EXERCISE: Repeat each entry exactly.

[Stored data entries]
-- Opening Marker --

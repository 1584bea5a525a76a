use crate::{constants::MAX_PIN_ID, error::Error};
use serde::{Deserialize, Serialize};
use std::fmt;

/// Tracked or inferred physical state of the door.
///
/// `Open` and `Closed` are sensor-confirmed limit positions. `Opening` and
/// `Closing` are inferred while an operation is in transit. `Stopped` means
/// an operation ended without the door reaching either limit; it is only
/// reported under the sensor-confirmed completion policy.
#[derive(Debug, Clone, Copy, PartialEq, Eq, Hash, Serialize, Deserialize)]
#[serde(rename_all = "snake_case")]
pub enum DoorPosition {
    /// Door is at the open limit (sensor-confirmed or inferred on completion).
    Open,

    /// Door is at the closed limit (sensor-confirmed or inferred on completion).
    Closed,

    /// Door is presumed moving toward the open limit.
    Opening,

    /// Door is presumed moving toward the closed limit.
    Closing,

    /// An operation ended without either limit switch engaging.
    Stopped,
}

impl DoorPosition {
    /// Check whether this position is a limit position (`Open` or `Closed`).
    ///
    /// # Examples
    ///
    /// ```
    /// use portal_core::DoorPosition;
    ///
    /// assert!(DoorPosition::Closed.is_at_limit());
    /// assert!(!DoorPosition::Opening.is_at_limit());
    /// assert!(!DoorPosition::Stopped.is_at_limit());
    /// ```
    #[must_use]
    pub fn is_at_limit(&self) -> bool {
        matches!(self, DoorPosition::Open | DoorPosition::Closed)
    }

    /// Check whether this position represents an operation in transit.
    #[must_use]
    pub fn is_in_transit(&self) -> bool {
        matches!(self, DoorPosition::Opening | DoorPosition::Closing)
    }
}

impl fmt::Display for DoorPosition {
    fn fmt(&self, f: &mut fmt::Formatter<'_>) -> fmt::Result {
        let s = match self {
            DoorPosition::Open => "Open",
            DoorPosition::Closed => "Closed",
            DoorPosition::Opening => "Opening",
            DoorPosition::Closing => "Closing",
            DoorPosition::Stopped => "Stopped",
        };
        write!(f, "{}", s)
    }
}

/// The commanded destination position of the door.
///
/// Independent of [`DoorPosition`]: the target records what was last asked
/// for, not where the door is.
#[derive(Debug, Clone, Copy, PartialEq, Eq, Hash, Serialize, Deserialize)]
#[serde(rename_all = "snake_case")]
pub enum TargetState {
    /// Door commanded to open.
    Open,

    /// Door commanded to close.
    Closed,
}

impl TargetState {
    /// The in-transit position an operation toward this target moves through.
    ///
    /// # Examples
    ///
    /// ```
    /// use portal_core::{DoorPosition, TargetState};
    ///
    /// assert_eq!(TargetState::Open.transit_position(), DoorPosition::Opening);
    /// assert_eq!(TargetState::Closed.transit_position(), DoorPosition::Closing);
    /// ```
    #[must_use]
    pub fn transit_position(&self) -> DoorPosition {
        match self {
            TargetState::Open => DoorPosition::Opening,
            TargetState::Closed => DoorPosition::Closing,
        }
    }

    /// The limit position an operation toward this target ends at.
    ///
    /// # Examples
    ///
    /// ```
    /// use portal_core::{DoorPosition, TargetState};
    ///
    /// assert_eq!(TargetState::Open.final_position(), DoorPosition::Open);
    /// assert_eq!(TargetState::Closed.final_position(), DoorPosition::Closed);
    /// ```
    #[must_use]
    pub fn final_position(&self) -> DoorPosition {
        match self {
            TargetState::Open => DoorPosition::Open,
            TargetState::Closed => DoorPosition::Closed,
        }
    }
}

impl fmt::Display for TargetState {
    fn fmt(&self, f: &mut fmt::Formatter<'_>) -> fmt::Result {
        match self {
            TargetState::Open => write!(f, "Open"),
            TargetState::Closed => write!(f, "Closed"),
        }
    }
}

/// A position directly evidenced by an active limit switch.
///
/// Unlike [`DoorPosition`], a confirmed position is never inferred from
/// elapsed time: it exists only when a sensor read found one of the limit
/// switches engaged.
#[derive(Debug, Clone, Copy, PartialEq, Eq, Hash, Serialize, Deserialize)]
#[serde(rename_all = "snake_case")]
pub enum ConfirmedPosition {
    /// Open limit switch engaged.
    Open,

    /// Closed limit switch engaged.
    Closed,
}

impl ConfirmedPosition {
    /// The target state consistent with this confirmed position.
    #[must_use]
    pub fn as_target(&self) -> TargetState {
        match self {
            ConfirmedPosition::Open => TargetState::Open,
            ConfirmedPosition::Closed => TargetState::Closed,
        }
    }
}

impl From<ConfirmedPosition> for DoorPosition {
    fn from(confirmed: ConfirmedPosition) -> Self {
        match confirmed {
            ConfirmedPosition::Open => DoorPosition::Open,
            ConfirmedPosition::Closed => DoorPosition::Closed,
        }
    }
}

impl fmt::Display for ConfirmedPosition {
    fn fmt(&self, f: &mut fmt::Formatter<'_>) -> fmt::Result {
        match self {
            ConfirmedPosition::Open => write!(f, "Open"),
            ConfirmedPosition::Closed => write!(f, "Closed"),
        }
    }
}

/// GPIO pin identifier (0-63).
#[derive(Debug, Clone, Copy, PartialEq, Eq, Hash, Serialize, Deserialize)]
pub struct PinId(u8);

impl PinId {
    /// Create a new pin identifier with validation.
    ///
    /// # Errors
    /// Returns `Error::Config` if the pin number exceeds [`MAX_PIN_ID`].
    pub fn new(pin: u8) -> crate::Result<Self> {
        if pin > MAX_PIN_ID {
            return Err(Error::Config(format!(
                "Pin must be 0-{MAX_PIN_ID}, got {pin}"
            )));
        }
        Ok(PinId(pin))
    }

    /// Get the raw pin number as u8.
    #[must_use]
    pub fn as_u8(&self) -> u8 {
        self.0
    }
}

impl fmt::Display for PinId {
    fn fmt(&self, f: &mut fmt::Formatter) -> fmt::Result {
        write!(f, "GPIO{}", self.0)
    }
}

impl std::str::FromStr for PinId {
    type Err = Error;

    fn from_str(s: &str) -> crate::Result<Self> {
        let pin: u8 = s
            .trim_start_matches("GPIO")
            .parse()
            .map_err(|_| Error::Config(format!("Invalid pin identifier: {s}")))?;
        PinId::new(pin)
    }
}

-- Closing Marker --

FINISHED EXERCISE:
repository 1584bea5a525a76a
use crate::{constants::MAX_PIN_ID, error::Error};
use serde::{Deserialize, Serialize};
use std::fmt;

/// Tracked or inferred physical state of the door.
///
/// `Open` and `Closed` are sensor-confirmed limit positions. `Opening` and
/// `Closing` are inferred while an operation is in transit. `Stopped` means
/// an operation ended without the door reaching either limit; it is only
/// reported under the sensor-confirmed completion policy.
#[derive(Debug, Clone, Copy, PartialEq, Eq, Hash, Serialize, Deserialize)]
#[serde(rename_all = "snake_case")]
pub enum DoorPosition {
    /// Door is at the open limit (sensor-confirmed or inferred on completion).
    Open,

    /// Door is at the closed limit (sensor-confirmed or inferred on completion).
    Closed,

    /// Door is presumed moving toward the open limit.
    Opening,

    /// Door is presumed moving toward the closed limit.
    Closing,

    /// An operation ended without either limit switch engaging.
    Stopped,
}

impl DoorPosition {
    /// Check whether this position is a limit position (`Open` or `Closed`).
    ///
    /// # Examples
    ///
    /// ```
    /// use portal_core::DoorPosition;
    ///
    /// assert!(DoorPosition::Closed.is_at_limit());
    /// assert!(!DoorPosition::Opening.is_at_limit());
    /// assert!(!DoorPosition::Stopped.is_at_limit());
    /// ```
    #[must_use]
    pub fn is_at_limit(&self) -> bool {
        matches!(self, DoorPosition::Open | DoorPosition::Closed)
    }

    /// Check whether this position represents an operation in transit.
    #[must_use]
    pub fn is_in_transit(&self) -> bool {
        matches!(self, DoorPosition::Opening | DoorPosition::Closing)
    }
}

impl fmt::Display for DoorPosition {
    fn fmt(&self, f: &mut fmt::Formatter<'_>) -> fmt::Result {
        let s = match self {
            DoorPosition::Open => "Open",
            DoorPosition::Closed => "Closed",
            DoorPosition::Opening => "Opening",
            DoorPosition::Closing => "Closing",
            DoorPosition::Stopped => "Stopped",
        };
        write!(f, "{}", s)
    }
}

/// The commanded destination position of the door.
///
/// Independent of [`DoorPosition`]: the target records what was last asked
/// for, not where the door is.
#[derive(Debug, Clone, Copy, PartialEq, Eq, Hash, Serialize, Deserialize)]
#[serde(rename_all = "snake_case")]
pub enum TargetState {
    /// Door commanded to open.
    Open,

    /// Door commanded to close.
    Closed,
}

impl TargetState {
    /// The in-transit position an operation toward this target moves through.
    ///
    /// # Examples
    ///
    /// ```
    /// use portal_core::{DoorPosition, TargetState};
    ///
    /// assert_eq!(TargetState::Open.transit_position(), DoorPosition::Opening);
    /// assert_eq!(TargetState::Closed.transit_position(), DoorPosition::Closing);
    /// ```
    #[must_use]
    pub fn transit_position(&self) -> DoorPosition {
        match self {
            TargetState::Open => DoorPosition::Opening,
            TargetState::Closed => DoorPosition::Closing,
        }
    }

    /// The limit position an operation toward this target ends at.
    ///
    /// # Examples
    ///
    /// ```
    /// use portal_core::{DoorPosition, TargetState};
    ///
    /// assert_eq!(TargetState::Open.final_position(), DoorPosition::Open);
    /// assert_eq!(TargetState::Closed.final_position(), DoorPosition::Closed);
    /// ```
    #[must_use]
    pub fn final_position(&self) -> DoorPosition {
        match self {
            TargetState::Open => DoorPosition::Open,
            TargetState::Closed => DoorPosition::Closed,
        }
    }
}

impl fmt::Display for TargetState {
    fn fmt(&self, f: &mut fmt::Formatter<'_>) -> fmt::Result {
        match self {
            TargetState::Open => write!(f, "Open"),
            TargetState::Closed => write!(f, "Closed"),
        }
    }
}

/// A position directly evidenced by an active limit switch.
///
/// Unlike [`DoorPosition`], a confirmed position is never inferred from
/// elapsed time: it exists only when a sensor read found one of the limit
/// switches engaged.
#[derive(Debug, Clone, Copy, PartialEq, Eq, Hash, Serialize, Deserialize)]
#[serde(rename_all = "snake_case")]
pub enum ConfirmedPosition {
    /// Open limit switch engaged.
    Open,

    /// Closed limit switch engaged.
    Closed,
}

impl ConfirmedPosition {
    /// The target state consistent with this confirmed position.
    #[must_use]
    pub fn as_target(&self) -> TargetState {
        match self {
            ConfirmedPosition::Open => TargetState::Open,
            ConfirmedPosition::Closed => TargetState::Closed,
        }
    }
}

impl From<ConfirmedPosition> for DoorPosition {
    fn from(confirmed: ConfirmedPosition) -> Self {
        match confirmed {
            ConfirmedPosition::Open => DoorPosition::Open,
            ConfirmedPosition::Closed => DoorPosition::Closed,
        }
    }
}

impl fmt::Display for ConfirmedPosition {
    fn fmt(&self, f: &mut fmt::Formatter<'_>) -> fmt::Result {
        match self {
            ConfirmedPosition::Open => write!(f, "Open"),
            ConfirmedPosition::Closed => write!(f, "Closed"),
        }
    }
}

/// GPIO pin identifier (0-63).
#[derive(Debug, Clone, Copy, PartialEq, Eq, Hash, Serialize, Deserialize)]
pub struct PinId(u8);

impl PinId {
    /// Create a new pin identifier with validation.
    ///
    /// # Errors
    /// Returns `Error::Config` if the pin number exceeds [`MAX_PIN_ID`].
    pub fn new(pin: u8) -> crate::Result<Self> {
        if pin > MAX_PIN_ID {
            return Err(Error::Config(format!(
                "Pin must be 0-{MAX_PIN_ID}, got {pin}"
            )));
        }
        Ok(PinId(pin))
    }

    /// Get the raw pin number as u8.
    #[must_use]
    pub fn as_u8(&self) -> u8 {
        self.0
    }
}

impl fmt::Display for PinId {
    fn fmt(&self, f: &mut fmt::Formatter) -> fmt::Result {
        write!(f, "GPIO{}", self.0)
    }
}

impl std::str::FromStr for PinId {
    type Err = Error;

    fn from_str(s: &str) -> crate::Result<Self> {
        let pin: u8 = s
            .trim_start_matches("GPIO")
            .parse()
            .map_err(|_| Error::Config(format!("Invalid pin identifier: {s}")))?;
        PinId::new(pin)
    }
}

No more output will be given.